Protein degradation, a major eukaryotic response to cellular signals, is subject to numerous layers of regulation. In yeast, the evolutionarily conserved GID E3 ligase mediates glucose-induced degradation of fructose-1,6-bisphosphatase (Fbp1), malate dehydrogenase (Mdh2), and other gluconeogenic enzymes. “GID” is a collection of E3 ligase complexes; a core scaffold, RING-type catalytic core, and a supramolecular assembly module together with interchangeable substrate receptors select targets for ubiquitylation. However, knowledge of additional cellular factors directly regulating GID-type E3s remains rudimentary. Here, we structurally and biochemically characterize Gid12 as a modulator of the GID E3 ligase complex.
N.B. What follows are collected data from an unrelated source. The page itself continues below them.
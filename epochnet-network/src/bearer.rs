//! Length-prefixed framing of messages over a byte stream
//!
//! Each frame is a `u32` little-endian payload length followed by the
//! payload, one encoded message per frame.

use std::{net::SocketAddr, time::Duration};

use byteorder::{ByteOrder as _, LittleEndian};
use thiserror::Error;
use tokio::{
    io::{AsyncRead, AsyncReadExt as _, AsyncWrite, AsyncWriteExt as _},
    net::{tcp, TcpListener, TcpStream, ToSocketAddrs},
    select,
};

type IOResult<T> = tokio::io::Result<T>;

const HEADER_LEN: usize = 4;

#[derive(Debug, Error)]
pub enum Error {
    #[error("bearer I/O error")]
    BearerIo(#[from] tokio::io::Error),

    #[error("frame of {len} bytes exceeds limit of {max}")]
    FrameTooLarge { len: usize, max: usize },
}

/// Reads one frame, refusing to allocate for lengths over `max_len`
///
/// Returns `None` when the stream is closed cleanly between frames.
pub async fn read_frame<R>(reader: &mut R, max_len: usize) -> Result<Option<Vec<u8>>, Error>
where
    R: AsyncRead + Unpin,
{
    let mut header = [0u8; HEADER_LEN];
    let mut filled = 0;

    while filled < HEADER_LEN {
        match reader.read(&mut header[filled..]).await? {
            0 if filled == 0 => return Ok(None),
            0 => return Err(tokio::io::Error::from(tokio::io::ErrorKind::UnexpectedEof).into()),
            n => filled += n,
        }
    }

    let len = LittleEndian::read_u32(&header) as usize;

    if len > max_len {
        return Err(Error::FrameTooLarge { len, max: max_len });
    }

    let mut payload = vec![0u8; len];
    reader.read_exact(&mut payload).await?;

    Ok(Some(payload))
}

pub async fn write_frame<W>(writer: &mut W, payload: &[u8]) -> Result<(), Error>
where
    W: AsyncWrite + Unpin,
{
    let mut header = [0u8; HEADER_LEN];
    LittleEndian::write_u32(&mut header, payload.len() as u32);

    writer.write_all(&header).await?;
    writer.write_all(payload).await?;
    writer.flush().await?;

    Ok(())
}

pub struct Bearer(TcpStream);

impl Bearer {
    fn configure_tcp(stream: &TcpStream) -> IOResult<()> {
        let sock_ref = socket2::SockRef::from(stream);
        let tcp_keepalive = socket2::TcpKeepalive::new().with_time(Duration::from_secs(20));
        sock_ref.set_tcp_keepalive(&tcp_keepalive)?;
        sock_ref.set_tcp_nodelay(true)?;

        Ok(())
    }

    pub async fn connect_tcp(addr: impl ToSocketAddrs) -> IOResult<Self> {
        let stream = TcpStream::connect(addr).await?;
        Self::configure_tcp(&stream)?;
        Ok(Self(stream))
    }

    pub async fn connect_tcp_timeout(addr: impl ToSocketAddrs, timeout: Duration) -> IOResult<Self> {
        select! {
            result = Self::connect_tcp(addr) => result,
            _ = tokio::time::sleep(timeout) => Err(tokio::io::Error::new(tokio::io::ErrorKind::TimedOut, "connect timeout")),
        }
    }

    pub async fn accept_tcp(listener: &TcpListener) -> IOResult<(Self, SocketAddr)> {
        let (stream, addr) = listener.accept().await?;
        Self::configure_tcp(&stream)?;
        Ok((Self(stream), addr))
    }

    pub fn peer_addr(&self) -> IOResult<SocketAddr> {
        self.0.peer_addr()
    }

    pub fn into_split(self) -> (BearerReadHalf, BearerWriteHalf) {
        let (r, w) = self.0.into_split();
        (BearerReadHalf(r), BearerWriteHalf(w))
    }
}

pub struct BearerReadHalf(tcp::OwnedReadHalf);

impl BearerReadHalf {
    pub async fn read_frame(&mut self, max_len: usize) -> Result<Option<Vec<u8>>, Error> {
        read_frame(&mut self.0, max_len).await
    }
}

pub struct BearerWriteHalf(tcp::OwnedWriteHalf);

impl BearerWriteHalf {
    pub async fn write_frame(&mut self, payload: &[u8]) -> Result<(), Error> {
        write_frame(&mut self.0, payload).await
    }
}

#[cfg(test)]
mod tests {
    use super::*;

    #[tokio::test]
    async fn frames_roundtrip_over_duplex() {
        let (mut a, mut b) = tokio::io::duplex(64);

        write_frame(&mut a, b"hello").await.unwrap();
        write_frame(&mut a, b"").await.unwrap();
        drop(a);

        assert_eq!(read_frame(&mut b, 16).await.unwrap(), Some(b"hello".to_vec()));
        assert_eq!(read_frame(&mut b, 16).await.unwrap(), Some(vec![]));
        assert_eq!(read_frame(&mut b, 16).await.unwrap(), None);
    }

    #[tokio::test]
    async fn oversized_frame_is_refused_before_reading_payload() {
        let (mut a, mut b) = tokio::io::duplex(64);

        // only the header is ever written
        a.write_all(&[0xff, 0xff, 0xff, 0x7f]).await.unwrap();

        let err = read_frame(&mut b, 1024).await.unwrap_err();
        assert!(matches!(
            err,
            Error::FrameTooLarge {
                len: 0x7fff_ffff,
                max: 1024
            }
        ));
    }

    #[tokio::test]
    async fn truncated_payload_is_an_io_error() {
        let (mut a, mut b) = tokio::io::duplex(64);

        a.write_all(&[8, 0, 0, 0, 1, 2]).await.unwrap();
        drop(a);

        let err = read_frame(&mut b, 1024).await.unwrap_err();
        assert!(matches!(err, Error::BearerIo(_)));
    }

    #[tokio::test]
    async fn truncated_header_is_an_io_error() {
        let (mut a, mut b) = tokio::io::duplex(64);

        a.write_all(&[8, 0]).await.unwrap();
        drop(a);

        let err = read_frame(&mut b, 1024).await.unwrap_err();
        assert!(matches!(
            err,
            Error::BearerIo(ref x) if x.kind() == tokio::io::ErrorKind::UnexpectedEof
        ));
    }
}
Our collection of cryo-EM reconstructions shows that Gid12 forms an extensive interface sealing the substrate receptor Gid4 onto the scaffold, and remodeling the degron binding site. Gid12 also sterically blocks a recruited Fbp1 or Mdh2 from the ubiquitylation active sites. Our analysis of the role of Gid12 establishes principles that may more generally underlie E3 ligase regulation.

Suggested Citation

  • Shuai Qiao & Chia-Wei Lee & Dawafuti Sherpa & Jakub Chrustowicz & Jingdong Cheng & Maximilian Duennebacke & Barbara Steigenberger & Ozge Karayel & Duc Tung Vu & Susanne Gronau & Matthias Mann & Floria, 2022. "Cryo-EM structures of Gid12-bound GID E3 reveal steric blockade as a mechanism inhibiting substrate ubiquitylation," Nature Communications, Nature, vol. 13(1), pages 1-15, December.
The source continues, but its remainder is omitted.